Don’t Skip the Salad Dressing! Fats Make Veggies Healthier (Plus, 3 More Important Food Pairings)
Pass the butter, please.
It’s a well-known fact that butter makes everything better. It imparts a smooth, rich taste to anything it touches — but many of us avoid fats like butter because they’re, well, fattening. Good news: it turns out that butter can actually make things healthier. When paired with vegetables (in moderation), fats like butter make veggies’ nutrients more bioavailable, meaning you’re getting more health bang for your buck. Who knew? Keep reading to learn more about the relationship between fats and veggies, plus three other “food buddies” you should know about — foods that, when paired together, are healthier than when eaten individually.

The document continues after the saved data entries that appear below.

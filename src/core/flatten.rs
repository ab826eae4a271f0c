//! Turning JSON payloads into flat rows.
//!
//! Two strategies exist: direct lookup of an endpoint's expected keys, and
//! recursive flattening where object keys and array indices become
//! `/`-joined path segments. List-valued fields can additionally be
//! expanded into one sub-row per element.

use crate::core::endpoint::{EndpointDescriptor, OutputField};
use crate::domain::model::{ExpandedRow, FlattenedRow, VerificationResult};
use serde_json::Value;

pub const PATH_SEPARATOR: &str = "/";
pub const SCALAR_ELEMENT_COLUMN: &str = "value";

static NULL: Value = Value::Null;

/// Renders a leaf for a table cell. Nested values become compact JSON.
pub fn render_scalar(value: &Value) -> String {
    match value {
        Value::Null => String::new(),
        Value::String(s) => s.clone(),
        Value::Bool(b) => b.to_string(),
        Value::Number(n) => n.to_string(),
        Value::Array(_) | Value::Object(_) => value.to_string(),
    }
}

/// `null`, `{}`, `[]`, `""` and `false` carry no verification data.
pub fn is_falsy(value: &Value) -> bool {
    match value {
        Value::Null => true,
        Value::Bool(b) => !b,
        Value::String(s) => s.is_empty(),
        Value::Array(items) => items.is_empty(),
        Value::Object(map) => map.is_empty(),
        Value::Number(_) => false,
    }
}

/// Resolves paths such as `data.pan_number`, `items[0].name` or
/// `addresses[-1]`. A key present verbatim wins over path interpretation.
pub fn lookup_path<'a>(value: &'a Value, path: &str) -> Option<&'a Value> {
    if let Some(found) = value.get(path) {
        return Some(found);
    }

    let mut current = value;
    for segment in path.split('.') {
        let (key, indices) = split_indices(segment)?;
        if !key.is_empty() {
            current = current.get(key)?;
        }
        for index in indices {
            let items = current.as_array()?;
            let position = if index < 0 {
                items.len().checked_sub(index.unsigned_abs() as usize)?
            } else {
                index as usize
            };
            current = items.get(position)?;
        }
    }
    Some(current)
}

fn split_indices(segment: &str) -> Option<(&str, Vec<i64>)> {
    let (key, mut rest) = match segment.find('[') {
        Some(pos) => (&segment[..pos], &segment[pos..]),
        None => return Some((segment, Vec::new())),
    };

    let mut indices = Vec::new();
    while !rest.is_empty() {
        let inner = rest.strip_prefix('[')?;
        let end = inner.find(']')?;
        indices.push(inner[..end].trim().parse().ok()?);
        rest = &inner[end + 1..];
    }
    Some((key, indices))
}

/// The part of the payload holding verification data.
pub fn data_root<'a>(payload: &'a Value, descriptor: &EndpointDescriptor) -> &'a Value {
    match &descriptor.response_root {
        Some(root) => lookup_path(payload, root).unwrap_or(&NULL),
        None => payload,
    }
}

/// One column per expected key; absent keys render as `""`.
pub fn flatten(payload: &Value, expected_keys: &[OutputField]) -> FlattenedRow {
    let mut row = FlattenedRow::new();
    for field in expected_keys {
        let value = lookup_path(payload, field.path())
            .map(render_scalar)
            .unwrap_or_default();
        row.insert(field.column(), value);
    }
    row
}

pub fn flatten_recursive(payload: &Value, separator: &str) -> FlattenedRow {
    let mut row = FlattenedRow::new();
    walk(payload, String::new(), separator, &mut row);
    row
}

fn walk(value: &Value, prefix: String, separator: &str, row: &mut FlattenedRow) {
    let join = |segment: &str| {
        if prefix.is_empty() {
            segment.to_string()
        } else {
            format!("{}{}{}", prefix, separator, segment)
        }
    };

    match value {
        Value::Object(map) => {
            for (key, child) in map {
                walk(child, join(key), separator, row);
            }
        }
        Value::Array(items) => {
            for (index, child) in items.iter().enumerate() {
                walk(child, join(&index.to_string()), separator, row);
            }
        }
        leaf => row.insert(prefix, render_scalar(leaf)),
    }
}

/// One row per element of `list_field`, numbered from 1.
pub fn expand(
    payload: &Value,
    list_field: &str,
    serial: &str,
    join_values: &[String],
) -> Vec<ExpandedRow> {
    let items = match lookup_path(payload, list_field).and_then(Value::as_array) {
        Some(items) => items,
        None => return Vec::new(),
    };

    items
        .iter()
        .enumerate()
        .map(|(i, item)| {
            let fields = match item {
                Value::Object(_) | Value::Array(_) => flatten_recursive(item, PATH_SEPARATOR),
                scalar => {
                    let mut row = FlattenedRow::new();
                    row.insert(SCALAR_ELEMENT_COLUMN, render_scalar(scalar));
                    row
                }
            };
            ExpandedRow {
                serial: serial.to_string(),
                join_values: join_values.to_vec(),
                sub_serial: i + 1,
                fields,
            }
        })
        .collect()
}

/// The `valid` flag and `message` text shown for a result. A successful
/// call defers to the API's own verdict and message when it sends them.
pub fn verdict(result: &VerificationResult, descriptor: &EndpointDescriptor) -> (bool, String) {
    if !result.success {
        return (false, result.message.clone());
    }

    let root = data_root(&result.payload, descriptor);
    let valid = match root.get(&descriptor.valid_field) {
        Some(Value::Bool(b)) => *b,
        Some(Value::String(s)) => !s.eq_ignore_ascii_case("false"),
        _ => descriptor.valid_default,
    };
    let message = root
        .get(&descriptor.message_field)
        .and_then(Value::as_str)
        .filter(|m| !m.trim().is_empty())
        .map(str::to_string)
        .unwrap_or_else(|| result.message.clone());

    (valid, message)
}

#[cfg(test)]
mod tests {
    use super::*;
    use crate::core::endpoint::{builtin_endpoints, find_endpoint};
    use crate::domain::model::{FailureKind, MSG_NO_DATA, MSG_VERIFIED};
    use serde_json::json;

    fn keys(names: &[&str]) -> Vec<OutputField> {
        names.iter().map(|n| OutputField::Key(n.to_string())).collect()
    }

    #[test]
    fn test_render_scalar() {
        assert_eq!(render_scalar(&json!(null)), "");
        assert_eq!(render_scalar(&json!("Jane")), "Jane");
        assert_eq!(render_scalar(&json!(true)), "true");
        assert_eq!(render_scalar(&json!(42)), "42");
        assert_eq!(render_scalar(&json!(1.5)), "1.5");
        assert_eq!(render_scalar(&json!(["A", "B"])), "[\"A\",\"B\"]");
    }

    #[test]
    fn test_is_falsy() {
        for value in [json!(null), json!({}), json!([]), json!(""), json!(false)] {
            assert!(is_falsy(&value), "{} should be falsy", value);
        }
        for value in [json!({"a": 1}), json!([0]), json!("x"), json!(true), json!(0)] {
            assert!(!is_falsy(&value), "{} should not be falsy", value);
        }
    }

    #[test]
    fn test_lookup_path() {
        let payload = json!({
            "data": {"pan_number": "ABCDE1234F"},
            "items": [{"name": "first"}, {"name": "last"}],
            "odd.key": 1
        });
        assert_eq!(lookup_path(&payload, "data.pan_number"), Some(&json!("ABCDE1234F")));
        assert_eq!(lookup_path(&payload, "items[0].name"), Some(&json!("first")));
        assert_eq!(lookup_path(&payload, "items[-1].name"), Some(&json!("last")));
        assert_eq!(lookup_path(&payload, "odd.key"), Some(&json!(1)));
        assert_eq!(lookup_path(&payload, "items[5]"), None);
        assert_eq!(lookup_path(&payload, "items[-3]"), None);
        assert_eq!(lookup_path(&payload, "data.missing"), None);
        assert_eq!(lookup_path(&payload, "items[x]"), None);
    }

    #[test]
    fn test_flatten_direct_keys() {
        let payload = json!({"valid": true, "name": "Jane Doe", "extra": "ignored"});
        let row = flatten(&payload, &keys(&["valid", "name", "category"]));

        assert_eq!(row.keys().collect::<Vec<_>>(), vec!["valid", "name", "category"]);
        assert_eq!(row.get("name"), Some("Jane Doe"));
        assert_eq!(row.get("category"), Some(""));
        assert_eq!(row.get("extra"), None);
    }

    #[test]
    fn test_flatten_mapped_paths() {
        let payload = json!({"data": {"credit_score": 780}});
        let fields = vec![OutputField::Mapped {
            column: "credit_score".to_string(),
            path: "data.credit_score".to_string(),
        }];
        assert_eq!(flatten(&payload, &fields).get("credit_score"), Some("780"));
    }

    #[test]
    fn test_flatten_recursive_paths() {
        let payload = json!({
            "result": {
                "gstList": [
                    {"gstin": "27AAA", "state": "MH"},
                    {"gstin": "29AAA", "state": "KA"}
                ],
                "count": 2,
                "empty": {}
            }
        });
        let row = flatten_recursive(&payload, PATH_SEPARATOR);

        assert_eq!(row.get("result/gstList/0/gstin"), Some("27AAA"));
        assert_eq!(row.get("result/gstList/1/state"), Some("KA"));
        assert_eq!(row.get("result/count"), Some("2"));
        assert_eq!(row.get("result/empty"), None);
        assert_eq!(row.len(), 5);
    }

    #[test]
    fn test_flatten_recursive_keeps_response_key_order() {
        let payload: Value =
            serde_json::from_str(r#"{"zeta": 1, "alpha": {"y": 2, "b": 3}}"#).unwrap();
        let row = flatten_recursive(&payload, PATH_SEPARATOR);
        assert_eq!(row.keys().collect::<Vec<_>>(), vec!["zeta", "alpha/y", "alpha/b"]);

        let rows = expand(&json!({"items": [{"name": "Acme", "cin": "U1"}]}), "items", "1", &[]);
        assert_eq!(rows[0].fields.keys().collect::<Vec<_>>(), vec!["name", "cin"]);
    }

    #[test]
    fn test_expand_list_field() {
        let payload = json!({
            "categories": [
                {"cov": "LMV", "issued": "2015-01-01"},
                {"cov": "MCWG", "issued": "2016-01-01"},
                "TRANS"
            ]
        });
        let rows = expand(&payload, "categories", "3", &["DL123".to_string()]);

        assert_eq!(rows.len(), 3);
        assert_eq!(rows[0].sub_serial, 1);
        assert_eq!(rows[0].fields.get("cov"), Some("LMV"));
        assert_eq!(rows[1].fields.get("issued"), Some("2016-01-01"));
        assert_eq!(rows[2].sub_serial, 3);
        assert_eq!(rows[2].fields.get(SCALAR_ELEMENT_COLUMN), Some("TRANS"));
        assert!(rows.iter().all(|r| r.serial == "3" && r.join_values == vec!["DL123"]));
    }

    #[test]
    fn test_expand_absent_or_non_list_is_empty() {
        assert!(expand(&json!({}), "items", "1", &[]).is_empty());
        assert!(expand(&json!({"items": []}), "items", "1", &[]).is_empty());
        assert!(expand(&json!({"items": "n/a"}), "items", "1", &[]).is_empty());
    }

    #[test]
    fn test_verdict() {
        let catalog = builtin_endpoints();
        let pan = find_endpoint(&catalog, "pan").unwrap();

        let result = VerificationResult::succeeded(json!({"valid": false, "message": "Invalid PAN"}));
        assert_eq!(verdict(&result, pan), (false, "Invalid PAN".to_string()));

        let result = VerificationResult::succeeded(json!({"valid": true, "name": "Jane Doe"}));
        assert_eq!(verdict(&result, pan), (true, MSG_VERIFIED.to_string()));

        let result = VerificationResult::failed(FailureKind::NoDataReturned, MSG_NO_DATA);
        assert_eq!(verdict(&result, pan), (false, MSG_NO_DATA.to_string()));
    }

    #[test]
    fn test_verdict_falls_back_to_descriptor_default() {
        let catalog = builtin_endpoints();
        let court = find_endpoint(&catalog, "court-person").unwrap();
        let result = VerificationResult::succeeded(json!({"casesCount": 0}));
        assert_eq!(verdict(&result, court), (false, MSG_VERIFIED.to_string()));

        let result = VerificationResult::succeeded(json!({"valid": true, "casesCount": 2}));
        assert!(verdict(&result, court).0);

        let probe42 = find_endpoint(&catalog, "probe42-company").unwrap();
        let result = VerificationResult::succeeded(json!({"data": {"company": {"cin": "U1"}}}));
        assert!(verdict(&result, probe42).0);
    }

    #[test]
    fn test_verdict_reads_response_root() {
        let catalog = builtin_endpoints();
        let credit = find_endpoint(&catalog, "credit-score").unwrap();

        let result = VerificationResult::succeeded(json!({
            "code": 200,
            "result": {"success": false, "message": "Consumer not found"}
        }));
        assert_eq!(verdict(&result, credit), (false, "Consumer not found".to_string()));
    }
}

Food Buddies: Salad and Dressing
Salad tastes better with dressing — and it’s better for you, too. Sound too good to be true? Check out this TikTok video from nutritionist Lisa Kilgour, in which she explains why people should pair their veggies with fats.
In her video, Kilgour explains that vegetables have vitamins A, D, E, and K, and that they are fat-soluble. This means the nutrients need to bind with fat in order to become available for our bodies to absorb them. She uses chard as an example, which is rich in vitamin K — a nutrient that helps deliver calcium to your bones. If you don’t pair a fat — like butter, olive oil, or avocado — with that chard, your body isn’t getting that vitamin K or calcium.
She also mentions that other produce, like red bell peppers and tomatoes, contain fat-soluble antioxidants like lycopene, which help the body fight inflammation and disease; adding a dietary fat like olive oil to your next tomato sauce will enable you to get the most of these antioxidants. Fat additionally makes the beta-carotene in carrots and sweet potatoes convert to vitamin A, which is important for eye health, skin, and immunity. So, don’t shy away from spreading butter on your baked sweet potato!
Other Food Buddies
Fats and veggies aren’t the only perfect pairing. Check out these three additional food buddies that boost each others’ nutrient absorption. An added bonus: They taste pretty great together, too.
1. Scrambled Eggs and Cheddar Cheese
Calcium is an essential nutrient for bone health, and it needs vitamin D in order for the body to absorb and use it. Pair vitamin D-rich egg yolks with some shredded cheddar cheese, which is high in calcium. Eat it al fresco on a sunny morning for an extra boost in vitamin D — and a really good start to your day.
2. Chicken and Broccoli
Vitamin C is pretty famous in the nutrient world. You’re told to get a lot of it in order to boost immunity when you’re sick. But it also helps your body absorb iron, which is important for helping red blood cells carry oxygen to the rest of your body. Iron is also a nutrient in which many women are deficient. So, pair iron-rich food like chicken with a helping of C-filled broccoli for a meal that tastes good and makes you feel even better.
3. Green Tea and Lemon
You might be putting a squeeze of lemon juice in your green tea already, because the citrus flavor complements the bright, vegetal notes of green tea. But did you know that the benefits of adding lemon to your green tea extend past flavor? Green tea is full of catechins, which are plant compounds that help prevent diseases like cancer. The vitamin C in lemon juice enables your body to absorb catechins more effectively, meaning you’re getting more benefit from the same amount of tea. Bottoms up!
The Bottom Line
If you have trouble eating enough vegetables, don’t feel guilty about dipping them in ranch or roasting them in butter. Firstly, some vegetables are better than none at all; and secondly, fat might make them healthier, anyway! Enjoy a meal full of your favorite food buddies, and don’t forget about dessert.